WHAT TO DO: Those lines of the records that contain "clean" are to be located and copied.

Collected data entries:
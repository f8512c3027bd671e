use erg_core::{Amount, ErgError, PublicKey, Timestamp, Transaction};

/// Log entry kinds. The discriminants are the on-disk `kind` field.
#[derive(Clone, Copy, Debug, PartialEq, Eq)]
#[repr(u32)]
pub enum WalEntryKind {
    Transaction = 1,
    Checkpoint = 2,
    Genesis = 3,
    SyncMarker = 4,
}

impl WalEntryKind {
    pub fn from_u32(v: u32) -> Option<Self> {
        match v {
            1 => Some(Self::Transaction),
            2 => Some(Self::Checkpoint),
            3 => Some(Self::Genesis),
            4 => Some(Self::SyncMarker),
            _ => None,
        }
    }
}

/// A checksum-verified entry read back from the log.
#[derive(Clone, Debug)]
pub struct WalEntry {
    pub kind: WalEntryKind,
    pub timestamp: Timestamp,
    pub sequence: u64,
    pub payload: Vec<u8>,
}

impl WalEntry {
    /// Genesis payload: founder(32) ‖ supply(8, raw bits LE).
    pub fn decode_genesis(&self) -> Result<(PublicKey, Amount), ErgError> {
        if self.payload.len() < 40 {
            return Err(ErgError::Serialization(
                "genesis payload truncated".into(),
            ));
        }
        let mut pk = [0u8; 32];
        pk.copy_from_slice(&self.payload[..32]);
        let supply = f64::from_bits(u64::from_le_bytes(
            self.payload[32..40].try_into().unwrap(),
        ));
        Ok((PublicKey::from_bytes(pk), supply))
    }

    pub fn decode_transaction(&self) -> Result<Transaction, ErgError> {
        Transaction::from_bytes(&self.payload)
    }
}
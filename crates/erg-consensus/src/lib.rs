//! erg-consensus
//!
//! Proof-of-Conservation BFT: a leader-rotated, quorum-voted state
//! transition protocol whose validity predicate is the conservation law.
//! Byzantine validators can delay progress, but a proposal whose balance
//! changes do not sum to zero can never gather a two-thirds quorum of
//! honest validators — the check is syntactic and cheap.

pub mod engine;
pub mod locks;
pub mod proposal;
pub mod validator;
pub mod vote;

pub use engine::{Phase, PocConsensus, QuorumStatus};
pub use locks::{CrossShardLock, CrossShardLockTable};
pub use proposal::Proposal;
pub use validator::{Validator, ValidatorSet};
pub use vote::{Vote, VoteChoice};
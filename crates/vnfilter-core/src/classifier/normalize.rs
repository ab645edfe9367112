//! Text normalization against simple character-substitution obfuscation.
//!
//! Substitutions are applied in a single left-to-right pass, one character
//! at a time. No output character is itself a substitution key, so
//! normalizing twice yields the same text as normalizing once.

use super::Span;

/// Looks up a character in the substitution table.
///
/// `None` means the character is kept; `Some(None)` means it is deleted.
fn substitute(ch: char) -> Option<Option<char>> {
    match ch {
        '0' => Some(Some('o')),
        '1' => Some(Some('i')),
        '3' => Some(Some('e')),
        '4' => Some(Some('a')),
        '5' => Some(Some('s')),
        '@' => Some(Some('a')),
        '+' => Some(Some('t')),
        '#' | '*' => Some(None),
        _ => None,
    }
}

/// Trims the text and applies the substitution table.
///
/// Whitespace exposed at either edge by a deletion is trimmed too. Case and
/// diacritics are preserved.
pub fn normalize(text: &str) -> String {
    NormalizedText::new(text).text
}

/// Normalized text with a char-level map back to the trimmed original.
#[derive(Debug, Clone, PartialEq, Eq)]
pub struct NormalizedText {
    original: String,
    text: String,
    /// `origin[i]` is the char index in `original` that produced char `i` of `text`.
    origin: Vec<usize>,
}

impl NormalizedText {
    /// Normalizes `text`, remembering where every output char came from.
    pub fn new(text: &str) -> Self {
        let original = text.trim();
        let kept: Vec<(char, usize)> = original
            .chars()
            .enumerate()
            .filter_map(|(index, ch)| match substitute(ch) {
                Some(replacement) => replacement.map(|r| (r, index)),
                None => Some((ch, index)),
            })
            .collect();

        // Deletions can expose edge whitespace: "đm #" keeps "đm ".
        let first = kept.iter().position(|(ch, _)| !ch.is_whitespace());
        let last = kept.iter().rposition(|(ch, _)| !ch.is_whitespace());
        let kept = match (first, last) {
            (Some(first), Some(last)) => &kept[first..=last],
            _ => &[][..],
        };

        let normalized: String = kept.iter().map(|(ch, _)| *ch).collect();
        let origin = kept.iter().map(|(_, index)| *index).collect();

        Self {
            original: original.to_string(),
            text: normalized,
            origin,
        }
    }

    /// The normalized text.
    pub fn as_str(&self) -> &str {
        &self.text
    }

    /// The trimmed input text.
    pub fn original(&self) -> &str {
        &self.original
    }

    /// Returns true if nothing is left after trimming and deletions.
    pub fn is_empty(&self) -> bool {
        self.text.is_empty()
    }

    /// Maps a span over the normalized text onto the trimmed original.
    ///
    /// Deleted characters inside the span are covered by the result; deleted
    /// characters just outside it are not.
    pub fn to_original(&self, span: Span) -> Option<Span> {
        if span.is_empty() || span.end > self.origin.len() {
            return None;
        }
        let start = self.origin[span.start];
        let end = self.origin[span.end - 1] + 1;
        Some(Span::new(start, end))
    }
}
--
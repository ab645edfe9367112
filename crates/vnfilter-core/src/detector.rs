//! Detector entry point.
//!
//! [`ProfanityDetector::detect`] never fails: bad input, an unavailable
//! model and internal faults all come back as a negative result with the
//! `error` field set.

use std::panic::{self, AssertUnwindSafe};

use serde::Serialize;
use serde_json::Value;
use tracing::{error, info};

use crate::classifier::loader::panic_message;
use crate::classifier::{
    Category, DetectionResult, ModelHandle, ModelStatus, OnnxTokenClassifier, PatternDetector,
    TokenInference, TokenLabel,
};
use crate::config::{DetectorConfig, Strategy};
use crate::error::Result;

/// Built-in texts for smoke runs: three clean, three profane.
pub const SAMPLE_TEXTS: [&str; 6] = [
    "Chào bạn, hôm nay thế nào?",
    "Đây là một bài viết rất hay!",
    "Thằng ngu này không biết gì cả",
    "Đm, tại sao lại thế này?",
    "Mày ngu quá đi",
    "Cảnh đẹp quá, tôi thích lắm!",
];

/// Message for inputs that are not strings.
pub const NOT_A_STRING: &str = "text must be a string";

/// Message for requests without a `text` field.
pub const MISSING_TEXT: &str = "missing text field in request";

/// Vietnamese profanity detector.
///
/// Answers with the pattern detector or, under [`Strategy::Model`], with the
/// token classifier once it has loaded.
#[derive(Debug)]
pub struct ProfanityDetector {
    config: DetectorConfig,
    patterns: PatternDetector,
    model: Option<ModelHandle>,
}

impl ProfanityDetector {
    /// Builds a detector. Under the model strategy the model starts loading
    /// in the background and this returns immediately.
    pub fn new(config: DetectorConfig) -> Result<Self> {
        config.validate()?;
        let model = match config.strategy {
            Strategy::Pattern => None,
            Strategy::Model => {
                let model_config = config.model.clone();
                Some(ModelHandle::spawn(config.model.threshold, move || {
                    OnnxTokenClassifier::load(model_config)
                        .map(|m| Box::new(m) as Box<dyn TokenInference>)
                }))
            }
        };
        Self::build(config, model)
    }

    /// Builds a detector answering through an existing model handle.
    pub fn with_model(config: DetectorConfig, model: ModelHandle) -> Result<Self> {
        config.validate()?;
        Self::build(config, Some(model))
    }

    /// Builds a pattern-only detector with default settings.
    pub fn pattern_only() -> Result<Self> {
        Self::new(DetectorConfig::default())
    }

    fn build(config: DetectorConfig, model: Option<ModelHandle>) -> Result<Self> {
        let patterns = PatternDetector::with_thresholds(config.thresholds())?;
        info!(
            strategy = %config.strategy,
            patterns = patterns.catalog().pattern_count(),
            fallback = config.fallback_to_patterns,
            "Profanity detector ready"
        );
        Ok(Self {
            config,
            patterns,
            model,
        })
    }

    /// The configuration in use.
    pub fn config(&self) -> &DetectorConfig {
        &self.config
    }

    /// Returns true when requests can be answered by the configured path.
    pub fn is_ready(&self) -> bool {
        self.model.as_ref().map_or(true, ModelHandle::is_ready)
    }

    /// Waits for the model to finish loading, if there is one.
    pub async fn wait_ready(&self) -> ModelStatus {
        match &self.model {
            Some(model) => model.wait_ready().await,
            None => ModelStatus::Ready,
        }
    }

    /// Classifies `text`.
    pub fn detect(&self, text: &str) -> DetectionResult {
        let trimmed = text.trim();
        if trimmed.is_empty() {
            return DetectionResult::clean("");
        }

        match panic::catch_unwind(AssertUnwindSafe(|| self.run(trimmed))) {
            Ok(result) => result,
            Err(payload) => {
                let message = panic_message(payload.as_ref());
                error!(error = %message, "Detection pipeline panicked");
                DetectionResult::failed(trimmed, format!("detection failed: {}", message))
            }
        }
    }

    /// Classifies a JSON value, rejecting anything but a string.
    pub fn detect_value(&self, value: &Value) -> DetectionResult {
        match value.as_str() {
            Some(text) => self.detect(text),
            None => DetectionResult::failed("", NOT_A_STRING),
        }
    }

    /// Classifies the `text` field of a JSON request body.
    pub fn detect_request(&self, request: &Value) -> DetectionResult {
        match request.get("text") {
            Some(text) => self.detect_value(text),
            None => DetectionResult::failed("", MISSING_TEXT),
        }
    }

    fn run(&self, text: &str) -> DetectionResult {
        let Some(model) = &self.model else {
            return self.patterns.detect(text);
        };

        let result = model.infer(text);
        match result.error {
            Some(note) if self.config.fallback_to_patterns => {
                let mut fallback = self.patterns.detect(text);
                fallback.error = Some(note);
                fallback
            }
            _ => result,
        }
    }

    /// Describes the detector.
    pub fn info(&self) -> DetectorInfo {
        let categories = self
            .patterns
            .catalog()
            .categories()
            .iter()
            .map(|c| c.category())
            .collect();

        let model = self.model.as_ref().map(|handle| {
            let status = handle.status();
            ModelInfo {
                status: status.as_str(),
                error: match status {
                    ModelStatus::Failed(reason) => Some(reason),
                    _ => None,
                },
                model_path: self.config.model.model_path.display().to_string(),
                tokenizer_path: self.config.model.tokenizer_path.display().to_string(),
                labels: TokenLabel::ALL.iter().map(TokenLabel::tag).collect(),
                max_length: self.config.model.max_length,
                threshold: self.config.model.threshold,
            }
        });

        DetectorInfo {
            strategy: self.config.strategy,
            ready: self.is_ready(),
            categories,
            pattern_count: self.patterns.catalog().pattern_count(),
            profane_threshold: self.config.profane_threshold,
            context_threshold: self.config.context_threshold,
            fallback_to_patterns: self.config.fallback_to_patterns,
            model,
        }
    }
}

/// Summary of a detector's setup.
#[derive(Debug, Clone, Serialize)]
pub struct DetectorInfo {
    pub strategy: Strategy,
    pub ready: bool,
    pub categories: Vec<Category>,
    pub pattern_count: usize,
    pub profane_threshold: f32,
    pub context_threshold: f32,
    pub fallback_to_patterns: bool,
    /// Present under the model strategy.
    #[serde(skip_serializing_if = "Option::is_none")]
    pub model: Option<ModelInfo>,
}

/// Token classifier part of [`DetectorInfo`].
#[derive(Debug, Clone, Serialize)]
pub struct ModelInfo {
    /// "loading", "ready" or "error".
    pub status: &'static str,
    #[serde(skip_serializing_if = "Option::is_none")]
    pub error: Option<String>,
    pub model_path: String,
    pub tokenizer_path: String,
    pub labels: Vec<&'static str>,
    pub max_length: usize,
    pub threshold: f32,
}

ANSWER AREA:
/// Built-in texts for smoke runs: three clean, three profane.
            return DetectionResult::clean("");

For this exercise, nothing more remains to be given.